### Stored data:
▬▬▬

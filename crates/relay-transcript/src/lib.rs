// SPDX-FileCopyrightText: 2026 Relay Contributors
// SPDX-License-Identifier: MIT OR Apache-2.0

//! Caption transcripts for videos.
//!
//! [`TranscriptService`] turns a video URL and an optional language into the
//! caption text of the best matching track, using any [`CaptionSource`].

pub mod segments;
pub mod selector;
pub mod video_id;
pub mod youtube;

use std::sync::Arc;

use relay_core::types::TranscriptSegment;
use relay_core::{CaptionFailure, CaptionSource, RelayError};
use serde::Serialize;
use thiserror::Error;
use tracing::{debug, warn};

pub use video_id::parse_video_id;
pub use youtube::YoutubeCaptionSource;

/// Why a transcript could not be produced. `Display` is the caller-facing detail.
#[derive(Debug, Error)]
pub enum TranscriptError {
    #[error("Invalid YouTube URL. Provide a full watch, embed, shorts, or youtu.be URL.")]
    InvalidUrl,

    #[error("Video unavailable or private.")]
    VideoUnavailable,

    #[error("Captions are disabled for this video.")]
    CaptionsDisabled,

    #[error("No captions available for the requested language.")]
    NoTranscript,

    #[error("No caption segments found.")]
    NoSegments,

    #[error("Unable to retrieve captions from YouTube.")]
    Retrieval(#[source] RelayError),
}

impl From<RelayError> for TranscriptError {
    fn from(err: RelayError) -> Self {
        let failure = match &err {
            RelayError::Captions { failure, .. } => Some(*failure),
            _ => None,
        };
        match failure {
            Some(CaptionFailure::VideoUnavailable) => Self::VideoUnavailable,
            Some(CaptionFailure::CaptionsDisabled) => Self::CaptionsDisabled,
            Some(CaptionFailure::NoTranscriptFound) => Self::NoTranscript,
            Some(CaptionFailure::Retrieval) | None => Self::Retrieval(err),
        }
    }
}

/// A produced transcript.
#[derive(Debug, Clone, PartialEq, Serialize)]
pub struct Transcript {
    pub text: String,
    pub source: &'static str,
    pub language: String,
    pub segments: Vec<TranscriptSegment>,
}

/// Produces transcripts from a caption source.
pub struct TranscriptService {
    source: Arc<dyn CaptionSource>,
}

impl TranscriptService {
    pub fn new(source: Arc<dyn CaptionSource>) -> Self {
        Self { source }
    }

    /// Transcribe the video behind `url`, preferring `language` when given.
    pub async fn transcribe(
        &self,
        url: &str,
        language: Option<&str>,
    ) -> Result<Transcript, TranscriptError> {
        let video_id = parse_video_id(url).ok_or(TranscriptError::InvalidUrl)?;

        let tracks = self.source.list_tracks(&video_id).await?;
        let track = selector::select(&tracks, language).ok_or(TranscriptError::NoTranscript)?;
        debug!(
            video_id,
            language = %track.language_code,
            generated = track.is_generated,
            "caption track selected"
        );

        let raw = self.source.fetch_track(track).await.inspect_err(|e| {
            warn!(video_id, error = %e, "caption fetch failed");
        })?;
        let segments = segments::build_segments(raw);
        if segments.is_empty() {
            return Err(TranscriptError::NoSegments);
        }

        Ok(Transcript {
            text: segments::join_text(&segments),
            source: "captions",
            language: track.language_code.clone(),
            segments,
        })
    }
}
// SPDX-FileCopyrightText: 2026 Relay Contributors
// SPDX-License-Identifier: MIT OR Apache-2.0

//! Error types shared by every Relay crate.

use thiserror::Error;

/// Why a caption lookup failed.
#[derive(Debug, Clone, Copy, PartialEq, Eq)]
pub enum CaptionFailure {
    /// The video does not exist, is private, or cannot be played.
    VideoUnavailable,
    /// The uploader disabled captions for the video.
    CaptionsDisabled,
    /// No track matched the requested language.
    NoTranscriptFound,
    /// Any other failure talking to the caption provider.
    Retrieval,
}

/// The primary error type used across all Relay traits and handlers.
#[derive(Debug, Error)]
pub enum RelayError {
    /// Configuration errors (missing credentials, invalid values).
    #[error("configuration error: {0}")]
    Config(String),

    /// Caller input rejected before any external call was made.
    ///
    /// `code` is the stable short code reported on the wire.
    #[error("invalid input: {code}")]
    InvalidInput { code: &'static str },

    /// The requested resource does not exist.
    #[error("not found: {0}")]
    NotFound(String),

    /// A call into the messaging account client failed.
    #[error("upstream error: {message}")]
    Upstream {
        message: String,
        source: Option<Box<dyn std::error::Error + Send + Sync>>,
    },

    /// The messaging account rejected a login step.
    #[error("authentication failed: {message}")]
    Auth {
        message: String,
        source: Option<Box<dyn std::error::Error + Send + Sync>>,
    },

    /// The session directory could not be prepared.
    #[error("session storage error: {source}")]
    Session { source: std::io::Error },

    /// A caption lookup failed.
    #[error("caption error: {message}")]
    Captions {
        failure: CaptionFailure,
        message: String,
    },

    /// Internal or unexpected errors.
    #[error("internal error: {0}")]
    Internal(String),
}

impl RelayError {
    /// Build an upstream error from any displayable failure, keeping it as the source.
    pub fn upstream<E>(err: E) -> Self
    where
        E: std::error::Error + Send + Sync + 'static,
    {
        Self::Upstream {
            message: err.to_string(),
            source: Some(Box::new(err)),
        }
    }

    /// Build an upstream error carrying only a message.
    pub fn upstream_message(message: impl Into<String>) -> Self {
        Self::Upstream {
            message: message.into(),
            source: None,
        }
    }

    /// Build a caption error of the given kind.
    pub fn captions(failure: CaptionFailure, message: impl Into<String>) -> Self {
        Self::Captions {
            failure,
            message: message.into(),
        }
    }

    /// The message reported to HTTP callers.
    ///
    /// Input errors report their short code, upstream and auth errors the raw
    /// message of the underlying failure, everything else its display form.
    pub fn wire_message(&self) -> String {
        match self {
            Self::InvalidInput { code } => (*code).to_string(),
            Self::Upstream { message, .. }
            | Self::Auth { message, .. }
            | Self::Captions { message, .. } => message.clone(),
            other => other.to_string(),
        }
    }
}

#[cfg(test)]
mod tests {
    use super::*;

    #[test]
    fn wire_message_uses_short_code_for_input_errors() {
        let err = RelayError::InvalidInput {
            code: "peer_required",
        };
        assert_eq!(err.wire_message(), "peer_required");
    }

    #[test]
    fn wire_message_keeps_raw_upstream_message() {
        let err = RelayError::upstream(std::io::Error::other("Cannot find any entity"));
        assert_eq!(err.wire_message(), "Cannot find any entity");
        assert!(err.to_string().starts_with("upstream error"));
    }

    #[test]
    fn captions_constructor_sets_failure() {
        let err = RelayError::captions(CaptionFailure::CaptionsDisabled, "disabled");
        assert!(matches!(
            err,
            RelayError::Captions {
                failure: CaptionFailure::CaptionsDisabled,
                ..
            }
        ));
    }
}
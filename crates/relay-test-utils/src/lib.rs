// SPDX-FileCopyrightText: 2026 Relay Contributors
// SPDX-License-Identifier: MIT OR Apache-2.0

//! Test utilities for Relay integration tests.
//!
//! Provides mock adapters for fast, deterministic, CI-runnable tests without
//! a live messaging account or caption provider.
//!
//! # Components
//!
//! - [`MockMessagingClient`] - Scripted messaging account with call counters
//! - [`MockCaptionSource`] - Caption provider with fixed tracks per video
//! - [`ScriptedPrompt`] - Login prompt answering from canned values

pub mod mock_captions;
pub mod mock_messaging;
pub mod scripted_prompt;

pub use mock_captions::MockCaptionSource;
pub use mock_messaging::{CallCounts, MockMessagingClient, SignInScript};
pub use scripted_prompt::ScriptedPrompt;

▬▬▬

### AIM OF THE EXERCISE:
Repeat exactly the lines from the first line of the records above through the line containing "use relay_core::types::TranscriptSegment;", both included, and nothing else.

### EXERCISE RESPONSE:
filename crates/relay-transcript/src/lib.rs
// SPDX-FileCopyrightText: 2026 Relay Contributors
// SPDX-License-Identifier: MIT OR Apache-2.0

//! Caption transcripts for videos.
//!
//! [`TranscriptService`] turns a video URL and an optional language into the
//! caption text of the best matching track, using any [`CaptionSource`].

pub mod segments;
pub mod selector;
pub mod video_id;
pub mod youtube;

use std::sync::Arc;

use relay_core::types::TranscriptSegment;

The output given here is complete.